La guerre en Ukraine a pris tout le monde par surprise, l’Allemagne n’y échappe pas.

Dès les premières heures de la guerre, un énorme élan de solidarité a vu le jour en se concrétisant par l‘accueil de nombreux réfugiés ukrainiens en Allemagne. De nombreuses initiatives ont été lancées avec une célérité impressionnante, notamment à travers les organisations rompues à gérer les situations exceptionnelles mais aussi grâce à d‘innombrables initiatives privées (individuelles ou au niveau des entreprises). La gare centrale de Berlin est devenue rapidement l’endroit où l’exode des réfugiés ukrainiens vers l’Allemagne ainsi que le soutien apporté par les Allemands a pu être observé de manière très concrète. A ce jour, la “Willkommenskultur” pour ces réfugiés fait l’objet d’une quasi-unanimité en Allemagne - il sera intéressant de suivre son évolution notamment si le départ des Ukrainiens de leur pays devait s’accentuer avec la poursuite de la guerre.

La guerre a conduit l’Allemagne à s’interroger dans de nombreux domaines. Le premier sujet sur lequel le nouveau chancelier Olaf Scholz s’est très rapidement positionné est celui de la Défense. Dès le 27 février, soit 3 jours après le début de la guerre, le chancelier a annoncé la création d’un fonds spécial de 100 milliards d’euros pour moderniser l’armée allemande. Par ailleurs, la nouvelle coalition gouvernementale a également annoncé vouloir remplir son engagement, en tant que membre de l’Otan, de consacrer chaque année plus de 2% de son PIB aux dépenses militaires. A titre d’information, ce taux était de 1,53% en 2021. De manière générale, la guerre a conduit l’Allemagne et ses habitants à porter un regard différent sur son armée et à constater que des évolutions importantes sont sans doute nécessaires en termes d’équipement et d’effectifs (l’armée allemande compte actuellement moins de 200.000 soldats) mais aussi par rapport à sa politique de soutien et d’exportations militaires, l’Allemagne étant depuis la seconde guerre mondiale très réservée sur ce dernier sujet.

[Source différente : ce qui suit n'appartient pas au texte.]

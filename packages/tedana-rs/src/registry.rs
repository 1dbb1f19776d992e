//! File registry and provenance log
//!
//! A registry maps logical output roles ("ICA metrics tsv", ...) to paths
//! relative to the registry file and keeps an append-only history of the runs
//! that wrote into its directory. On disk it is a flat JSON object, so
//! registries without a `history` key load as well.

use crate::error::{Result, TedanaError};
use chrono::{DateTime, Utc};
use serde::{Deserialize, Serialize};
use std::collections::BTreeMap;
use std::path::{Path, PathBuf};
use uuid::Uuid;

/// Well-known registry roles
pub mod roles {
    pub const METRICS_TSV: &str = "ICA metrics tsv";
    pub const MIXING_TSV: &str = "ICA mixing tsv";
    pub const ORTH_MIXING_TSV: &str = "ICA orthogonalized mixing tsv";
    pub const DECISION_TREE_JSON: &str = "ICA decision tree json";
    pub const STATUS_TABLE_TSV: &str = "ICA status table tsv";
    pub const CROSS_COMPONENT_JSON: &str = "ICA cross component metrics json";
    pub const REGISTRY_JSON: &str = "registry json";
    pub const INPUT_DATA: &str = "input data";
}

#[derive(Debug, Clone, PartialEq, Eq, Serialize, Deserialize)]
#[serde(untagged)]
pub enum RegistryEntry {
    File(PathBuf),
    /// Lists (e.g. input data) are not checked for existence on load.
    Files(Vec<PathBuf>),
}

#[derive(Debug, Clone, Copy, PartialEq, Eq, Default, Serialize, Deserialize)]
pub struct RunCounts {
    pub accepted: usize,
    pub rejected: usize,
    pub ignored: usize,
}

/// One run that wrote into the registry's directory
#[derive(Debug, Clone, PartialEq, Eq, Serialize, Deserialize)]
pub struct LogEvent {
    pub seq: u64,
    pub timestamp: DateTime<Utc>,
    pub run_id: Uuid,
    pub workflow: String,
    pub log_file: String,
    #[serde(default, skip_serializing_if = "Option::is_none")]
    pub source: Option<String>,
    pub counts: RunCounts,
}

impl LogEvent {
    pub fn new(workflow: impl Into<String>, log_file: impl Into<String>, counts: RunCounts) -> Self {
        Self {
            seq: 0,
            timestamp: Utc::now(),
            run_id: Uuid::new_v4(),
            workflow: workflow.into(),
            log_file: log_file.into(),
            source: None,
            counts,
        }
    }

    pub fn with_source(mut self, source: &Path) -> Self {
        self.source = Some(source.display().to_string());
        self
    }

    pub fn with_timestamp(mut self, timestamp: DateTime<Utc>) -> Self {
        self.timestamp = timestamp;
        self
    }
}

#[derive(Debug, Clone, PartialEq, Default, Serialize, Deserialize)]
pub struct Registry {
    #[serde(skip)]
    path: PathBuf,
    #[serde(flatten)]
    entries: BTreeMap<String, RegistryEntry>,
    #[serde(default, skip_serializing_if = "Vec::is_empty")]
    history: Vec<LogEvent>,
}

impl Registry {
    /// Empty registry that will live at `path`
    pub fn new<P: AsRef<Path>>(path: P) -> Self {
        Self {
            path: path.as_ref().to_path_buf(),
            ..Default::default()
        }
    }

    /// Load and verify that every single-file entry exists.
    pub fn load<P: AsRef<Path>>(path: P) -> Result<Self> {
        let registry = Self::load_unchecked(path)?;
        registry.verify()?;
        Ok(registry)
    }

    /// Load without checking referenced files.
    pub fn load_unchecked<P: AsRef<Path>>(path: P) -> Result<Self> {
        let path = path.as_ref();
        let text = std::fs::read_to_string(path).map_err(TedanaError::read_file(path))?;
        let mut registry: Registry =
            serde_json::from_str(&text).map_err(TedanaError::json_file(path))?;
        registry.path = path.to_path_buf();
        log::debug!(
            "Loaded registry {} with {} roles and {} history events",
            path.display(),
            registry.entries.len(),
            registry.history.len()
        );
        Ok(registry)
    }

    pub fn path(&self) -> &Path {
        &self.path
    }

    /// Directory that relative entries are resolved against
    pub fn base_dir(&self) -> &Path {
        self.path.parent().unwrap_or_else(|| Path::new("."))
    }

    pub fn lookup(&self, role: &str) -> Result<&Path> {
        match self.entries.get(role) {
            Some(RegistryEntry::File(path)) => Ok(path),
            Some(RegistryEntry::Files(paths)) => Err(TedanaError::InvalidParameter(format!(
                "registry role '{}' lists {} files, not one",
                role,
                paths.len()
            ))),
            None => Err(TedanaError::KeyNotFound(role.to_string())),
        }
    }

    pub fn lookup_files(&self, role: &str) -> Result<&[PathBuf]> {
        match self.entries.get(role) {
            Some(RegistryEntry::Files(paths)) => Ok(paths),
            Some(RegistryEntry::File(path)) => Ok(std::slice::from_ref(path)),
            None => Err(TedanaError::KeyNotFound(role.to_string())),
        }
    }

    /// Absolute location of a single-file role
    pub fn resolve(&self, role: &str) -> Result<PathBuf> {
        Ok(self.base_dir().join(self.lookup(role)?))
    }

    pub fn record(&mut self, role: impl Into<String>, path: impl Into<PathBuf>) {
        self.entries.insert(role.into(), RegistryEntry::File(path.into()));
    }

    pub fn record_files(&mut self, role: impl Into<String>, paths: Vec<PathBuf>) {
        self.entries.insert(role.into(), RegistryEntry::Files(paths));
    }

    pub fn entries(&self) -> impl Iterator<Item = (&str, &RegistryEntry)> {
        self.entries.iter().map(|(k, v)| (k.as_str(), v))
    }

    /// Role → path for single-file entries
    pub fn file_map(&self) -> BTreeMap<&str, &Path> {
        self.entries
            .iter()
            .filter_map(|(role, entry)| match entry {
                RegistryEntry::File(path) => Some((role.as_str(), path.as_path())),
                RegistryEntry::Files(_) => None,
            })
            .collect()
    }

    pub fn history(&self) -> &[LogEvent] {
        &self.history
    }

    /// Append a run event. Sequence numbers increase by one and timestamps
    /// never go backwards; earlier events are left untouched.
    pub fn append_log(&mut self, mut event: LogEvent) -> &LogEvent {
        if let Some(last) = self.history.last() {
            event.seq = last.seq + 1;
            if event.timestamp < last.timestamp {
                event.timestamp = last.timestamp;
            }
        } else {
            event.seq = 0;
        }
        self.history.push(event);
        &self.history[self.history.len() - 1]
    }

    /// Start a new history from an existing one.
    pub fn carry_history(&mut self, previous: &Registry) {
        self.history = previous.history.clone();
    }

    /// Absolute paths of single-file entries that do not exist
    pub fn missing_files(&self) -> Vec<PathBuf> {
        let base = self.base_dir();
        self.file_map()
            .values()
            .map(|p| base.join(p))
            .filter(|p| !p.exists())
            .collect()
    }

    pub fn verify(&self) -> Result<()> {
        let missing = self.missing_files();
        if missing.is_empty() {
            Ok(())
        } else {
            log::warn!(
                "Registry {} references {} missing files",
                self.path.display(),
                missing.len()
            );
            Err(TedanaError::MissingRegistryFiles {
                registry: self.path.clone(),
                missing,
            })
        }
    }

    pub fn to_json_bytes(&self) -> Result<Vec<u8>> {
        let mut bytes = serde_json::to_vec_pretty(self)?;
        bytes.push(b'\n');
        Ok(bytes)
    }

    pub fn save(&self) -> Result<()> {
        std::fs::write(&self.path, self.to_json_bytes()?)?;
        Ok(())
    }
}

#[cfg(test)]
mod tests {
    use super::*;
    use chrono::Duration;

    fn counts() -> RunCounts {
        RunCounts {
            accepted: 3,
            rejected: 2,
            ignored: 0,
        }
    }

    #[test]
    fn test_lookup_and_record() {
        let mut registry = Registry::new("/tmp/out/desc-tedana_registry.json");
        registry.record(roles::METRICS_TSV, "desc-tedana_metrics.tsv");
        assert_eq!(
            registry.lookup(roles::METRICS_TSV).unwrap(),
            Path::new("desc-tedana_metrics.tsv")
        );
        assert_eq!(
            registry.resolve(roles::METRICS_TSV).unwrap(),
            PathBuf::from("/tmp/out/desc-tedana_metrics.tsv")
        );

        registry.record(roles::METRICS_TSV, "other.tsv");
        assert_eq!(registry.lookup(roles::METRICS_TSV).unwrap(), Path::new("other.tsv"));

        match registry.lookup("ICA mixing tsv") {
            Err(TedanaError::KeyNotFound(role)) => assert_eq!(role, "ICA mixing tsv"),
            other => panic!("unexpected result: {:?}", other),
        }
    }

    #[test]
    fn test_append_log_is_monotonic() {
        let mut registry = Registry::new("registry.json");
        let now = Utc::now();
        registry.append_log(LogEvent::new("tedana", "tedana_a.tsv", counts()).with_timestamp(now));
        let second = registry
            .append_log(
                LogEvent::new("ica_reclassify", "tedana_b.tsv", counts())
                    .with_timestamp(now - Duration::seconds(30)),
            )
            .clone();

        assert_eq!(second.seq, 1);
        assert_eq!(second.timestamp, now);
        assert_eq!(registry.history()[0].log_file, "tedana_a.tsv");
        assert_eq!(registry.history().len(), 2);
    }

    #[test]
    fn test_plain_registry_without_history_loads() {
        let dir = tempfile::tempdir().unwrap();
        std::fs::write(dir.path().join("metrics.tsv"), "x").unwrap();
        let path = dir.path().join("registry.json");
        std::fs::write(
            &path,
            r#"{"ICA metrics tsv": "metrics.tsv", "input data": ["/data/echo-1.nii.gz", "/data/echo-2.nii.gz"]}"#,
        )
        .unwrap();

        let registry = Registry::load(&path).unwrap();
        assert!(registry.history().is_empty());
        assert_eq!(registry.lookup_files(roles::INPUT_DATA).unwrap().len(), 2);
        assert!(registry.lookup(roles::INPUT_DATA).is_err());
    }

    #[test]
    fn test_round_trip_and_missing_file() {
        let dir = tempfile::tempdir().unwrap();
        std::fs::write(dir.path().join("a.tsv"), "a").unwrap();
        std::fs::write(dir.path().join("b.json"), "{}").unwrap();

        let path = dir.path().join("registry.json");
        let mut registry = Registry::new(&path);
        registry.record(roles::METRICS_TSV, "a.tsv");
        registry.record(roles::DECISION_TREE_JSON, "b.json");
        registry.append_log(LogEvent::new("tedana", "tedana_x.tsv", counts()));
        registry.save().unwrap();

        let loaded = Registry::load(&path).unwrap();
        assert_eq!(loaded.file_map(), registry.file_map());
        assert_eq!(loaded.history(), registry.history());

        std::fs::remove_file(dir.path().join("b.json")).unwrap();
        let err = Registry::load(&path).unwrap_err();
        assert!(err.requires_reacquire());
        match err {
            TedanaError::MissingRegistryFiles { missing, .. } => {
                assert_eq!(missing, vec![dir.path().join("b.json")]);
            }
            other => panic!("unexpected error: {:?}", other),
        }
    }

    #[test]
    fn test_unreadable_registry_names_the_file() {
        let dir = tempfile::tempdir().unwrap();
        let missing = dir.path().join("no_such_registry.json");
        let err = Registry::load(&missing).unwrap_err();
        assert!(matches!(err, TedanaError::ReadFile { .. }));
        assert!(err.to_string().contains("no_such_registry.json"));

        let corrupt = dir.path().join("desc-tedana_registry.json");
        std::fs::write(&corrupt, "{not json").unwrap();
        let err = Registry::load_unchecked(&corrupt).unwrap_err();
        assert!(matches!(err, TedanaError::JsonFile { .. }));
        assert!(err.to_string().contains(&corrupt.display().to_string()));
    }
}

Un autre sujet important est celui de l’énergie. La guerre a mis en lumière la forte dépendance de l’Allemagne au gaz russe. Alors que l’Allemagne s’est désengagée du nucléaire et que la sortie du charbon est également prévue à moyen terme, le mix énergétique allemand repose actuellement sur le gaz à hauteur de 22%, dont 90% provient de l`étranger avec en tête 38% de gaz russe (suivi par la Norvège à hauteur de 34%). Dans ce contexte, l’Allemagne a lancé de nombreuses initiatives ces dernières semaines. Ainsi, l’Allemagne a annoncé son intention de construire plusieurs terminaux d'importation de gaz naturel liquéfié (GNL) d’ici 2026. Par ailleurs, le ministre de l’économie (membre du parti écologiste Les Verts) a entrepris un voyage à la mi-mars un voyage dans la région du Golfe Persique, mais aussi en Norvège, afin de sonder les possibilités de diversifier à moyen et long terme les sources d’approvisionnement en énergie en Allemagne. L'Allemagne entend notamment accélérer le passage du gaz naturel conventionnel à l'hydrogène vert. Mais avec les incertitudes liées à la continuation de la guerre et son issue ainsi que des menaces de rupture d’approvisionnement en gaz russe, l’Allemagne travaille aussi sur les moyens de faire face à court terme à une diminution d’approvisionnement en gaz.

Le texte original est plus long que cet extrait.